┌─ Provided material

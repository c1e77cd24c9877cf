use async_trait::async_trait;

use mediagate_core::AttachmentId;

use crate::error::PipelineError;

/// The host's attachment download pipeline.
///
/// Implemented by the embedding application. The gate calls it to fetch
/// bytes it has to hash; the retry scheduler calls it to release downloads
/// whose content is no longer blocked.
#[async_trait]
pub trait AttachmentPipeline: Send + Sync {
    /// Fetch the raw bytes of an attachment.
    async fn fetch_attachment_bytes(
        &self,
        attachment_id: &AttachmentId,
    ) -> Result<Vec<u8>, PipelineError>;

    /// Flag a previously deferred attachment as ready to download.
    async fn mark_ready_for_download(&self, attachment_id: &AttachmentId)
    -> Result<(), PipelineError>;

    /// Nudge the host to start any pending downloads. Must not block.
    fn begin_downloading_if_necessary(&self);
}
use std::time::Duration;

use thiserror::Error;

/// Errors that can occur when talking to the shared blocklist.
#[derive(Debug, Clone, Error)]
pub enum BlocklistError {
    /// The request did not complete within the allowed duration.
    #[error("timeout after {0:?}")]
    Timeout(Duration),

    /// A network or transport-level error occurred.
    #[error("connection error: {0}")]
    Connection(String),

    /// The backend asked us to slow down.
    #[error("throttled: {0}")]
    Throttled(String),

    /// The backend is temporarily unable to serve requests.
    #[error("service unavailable: {0}")]
    Unavailable(String),

    /// Credentials were missing or rejected.
    #[error("unauthorized: {0}")]
    Unauthorized(String),

    /// The backend rejected the request as malformed.
    #[error("invalid request: {0}")]
    InvalidRequest(String),

    /// The table or resource backing the blocklist does not exist.
    #[error("not found: {0}")]
    NotFound(String),

    /// A stored entry could not be decoded.
    #[error("serialization error: {0}")]
    Serialization(String),

    /// Any other backend failure.
    #[error("backend error: {0}")]
    Backend(String),

    /// Every attempt failed with a transient error.
    #[error("gave up after {attempts} attempts: {last}")]
    RetriesExhausted {
        attempts: u32,
        #[source]
        last: Box<BlocklistError>,
    },
}

impl BlocklistError {
    /// Returns `true` if the error is transient and the operation may succeed
    /// on retry.
    pub fn is_retryable(&self) -> bool {
        matches!(
            self,
            Self::Timeout(_) | Self::Connection(_) | Self::Throttled(_) | Self::Unavailable(_)
        )
    }
}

└─

◆ **How to complete this task**:
Of the entries above, repeat exactly the lines between the line with "pub trait AttachmentPipeline: Send" and the line with "fn begin_downloading_if_necessary(&self);", inclusive, and no others.

◆ **Written answer**:
pub trait AttachmentPipeline: Send + Sync {
    /// Fetch the raw bytes of an attachment.
    async fn fetch_attachment_bytes(
        &self,
        attachment_id: &AttachmentId,
    ) -> Result<Vec<u8>, PipelineError>;

    /// Flag a previously deferred attachment as ready to download.
    async fn mark_ready_for_download(&self, attachment_id: &AttachmentId)
    -> Result<(), PipelineError>;

    /// Nudge the host to start any pending downloads. Must not block.
    fn begin_downloading_if_necessary(&self);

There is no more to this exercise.